— DIRECTIONS FOR THIS TASK —
Find every line in the data that contains the word "specular". Return each of those lines.

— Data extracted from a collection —

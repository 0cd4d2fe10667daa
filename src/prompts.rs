use crate::models::ProductCategory;

/// Directive persona for scenario generation. Each category carries its own
/// creative voice and a few scenario archetypes to push the model toward
/// diverse lighting, mood and setting.
pub fn scenario_system_instruction(category: ProductCategory) -> &'static str {
    match category {
        ProductCategory::Jewelry => {
            "You are a Creative Director for a high-end luxury jewelry house. \
             Propose 3 distinct, cinematic visual environments for this jewelry asset. \
             Focus on lighting, texture, and editorial composition. Output strictly JSON."
        }
        ProductCategory::Restaurant => {
            "You are a Michelin-star hospitality designer. Propose 3 distinct dining \
             atmospheres for this product: 1. Midnight Intimacy. 2. Bright Organic. \
             3. Industrial Avant-Garde. Output strictly JSON."
        }
        ProductCategory::Fashion => {
            "You are a lead editor at a global fashion magazine. Propose 3 editorial \
             scenarios: 1. Urban Brutalism. 2. Desert High-Fashion. 3. Retro-Futurist \
             Studio. Output strictly JSON."
        }
    }
}

/// User-turn request paired with the inline product image.
pub fn scenario_request(brief: &str, category: ProductCategory) -> String {
    format!(
        "Asset Type: {category}. Brief: {brief}. Propose 3 detailed scenarios for a 4K render.\n\n\
         Return ONLY valid JSON with a single top-level object that has a \"scenarios\" array of \
         exactly 3 short descriptive strings. Do NOT include any explanations, markdown, or extra \
         text.\n\n\
         Example output:\n\
         {{\"scenarios\":[\"Studio-lit closeup with dramatic rim light and deep shadows.\",\
         \"Minimalist gallery with soft diffuse window light and reflective surfaces.\",\
         \"Opulent cinematic interior with warm golden highlights and shallow depth-of-field.\"]}}"
    )
}

/// Fixed per-category scenario set used whenever the model path cannot
/// deliver three usable strings. The pipeline never blocks on this step.
pub fn default_scenarios(category: ProductCategory) -> [&'static str; 3] {
    match category {
        ProductCategory::Jewelry => [
            "Minimalist Architectural Studio",
            "Luxury Boutique Interior",
            "Cinematic Sunset Balcony",
        ],
        ProductCategory::Restaurant => [
            "Midnight Intimacy Dining Room",
            "Bright Organic Morning Terrace",
            "Industrial Avant-Garde Chef's Counter",
        ],
        ProductCategory::Fashion => [
            "Urban Brutalism Concrete Backdrop",
            "Desert High-Fashion Dune Set",
            "Retro-Futurist Chrome Studio",
        ],
    }
}

/// Sample scenarios served in dev-fallback mode, no model call involved.
pub fn sample_scenarios(category: ProductCategory) -> Vec<String> {
    vec![
        format!("Luxurious studio-lit setting with dramatic chiaroscuro highlighting the {category} piece."),
        "Ultra-minimal gallery space with soft natural window light and reflective surfaces.".to_string(),
        "Opulent cinematic interior with warm gold accents and shallow depth-of-field.".to_string(),
    ]
}

/// Primary synthesis directive: technical-quality block plus the scenario.
pub fn render_prompt(scenario: &str, category: ProductCategory) -> String {
    format!(
        "TASK: High-Fidelity 4K Neural Integration.\n\
         PRODUCT: {category}.\n\
         ENVIRONMENT: {scenario}.\n\n\
         TECHNICAL SPECS:\n\
         - 4K resolution, macro sharpness.\n\
         - Perfect ray-traced shadows and reflections.\n\
         - Product must be the focal center, uncropped and whole.\n\
         - Cinematic editorial lighting grade."
    )
}

/// Second-attempt directive for the faster fallback model, with the
/// anti-cropping requirement strengthened.
pub fn render_fallback_prompt(scenario: &str, category: ProductCategory) -> String {
    format!(
        "Photorealistic product render. PRODUCT: {category}. ENVIRONMENT: {scenario}. \
         CRITICAL: the entire product must remain fully visible, centered and uncropped, \
         with every edge of the product inside the frame. Sharp focus on the product, \
         realistic lighting integration with the environment."
    )
}

/// Companion plate: environment only, for separate display/download.
pub fn background_prompt(scenario: &str, category: ProductCategory) -> String {
    format!(
        "Wide establishing shot of: {scenario}. Empty environment context suited to {category} \
         photography. Strictly no people, no products, no text. Cinematic editorial lighting, \
         4K resolution."
    )
}

/// Refinement directive: echoes the instruction, pins identity/resolution,
/// and adds focus hints inferred from keywords in the instruction.
pub fn refinement_prompt(instruction: &str) -> String {
    let mut hints: Vec<&str> = Vec::new();
    let lowered = instruction.to_lowercase();
    if ["sharp", "crisp", "focus"].iter().any(|k| lowered.contains(k)) {
        hints.push("maximize micro-contrast and edge sharpness");
    }
    if ["sparkle", "shine", "glint", "luster"].iter().any(|k| lowered.contains(k)) {
        hints.push("intensify specular highlights and facet reflections");
    }
    if ["warm", "golden", "sunset"].iter().any(|k| lowered.contains(k)) {
        hints.push("shift the lighting grade toward warm golden tones");
    }
    if ["texture", "detail", "macro"].iter().any(|k| lowered.contains(k)) {
        hints.push("enhance material texture detail");
    }

    let mut prompt = format!(
        "REFINEMENT: {instruction}. Maintain 4K clarity and preserve the product's identity, \
         framing and resolution. Improve lighting, material textures, and atmospheric depth \
         for a high-end luxury look."
    );
    if !hints.is_empty() {
        prompt.push_str(&format!(" Focus on: {}.", hints.join("; ")));
    }
    prompt
}

#[cfg(test)]
mod tests {
    use super::*;
    use pretty_assertions::assert_eq;

    #[test]
    fn every_category_has_three_nonempty_defaults() {
        for category in ProductCategory::all() {
            let defaults = default_scenarios(category);
            assert_eq!(defaults.len(), 3);
            assert!(defaults.iter().all(|s| !s.trim().is_empty()));
            let samples = sample_scenarios(category);
            assert_eq!(samples.len(), 3);
            assert!(samples.iter().all(|s| !s.trim().is_empty()));
        }
    }

    #[test]
    fn render_prompt_names_scenario_and_category() {
        let prompt = render_prompt("Luxury Boutique Interior", ProductCategory::Jewelry);
        assert!(prompt.contains("Luxury Boutique Interior"));
        assert!(prompt.contains("JEWELRY"));
        assert!(prompt.contains("uncropped"));
    }

    #[test]
    fn background_prompt_excludes_subjects() {
        let prompt = background_prompt("Desert High-Fashion Dune Set", ProductCategory::Fashion);
        assert!(prompt.contains("no people"));
        assert!(prompt.contains("no products"));
    }

    #[test]
    fn refinement_keywords_map_to_focus_hints() {
        let prompt = refinement_prompt("add sparkle and make it sharper");
        assert!(prompt.contains("specular highlights"));
        assert!(prompt.contains("edge sharpness"));

        let warm = refinement_prompt("warmer mood please");
        assert!(warm.contains("warm golden tones"));
        assert!(!warm.contains("specular"));

        // No recognized keyword: base directive only.
        let plain = refinement_prompt("make it pop");
        assert!(!plain.contains("Focus on:"));
        assert!(plain.contains("make it pop"));
    }
}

— ANSWER TO THIS EXERCISE —
        hints.push("intensify specular highlights and facet reflections");
        assert!(prompt.contains("specular highlights"));
        assert!(!warm.contains("specular"));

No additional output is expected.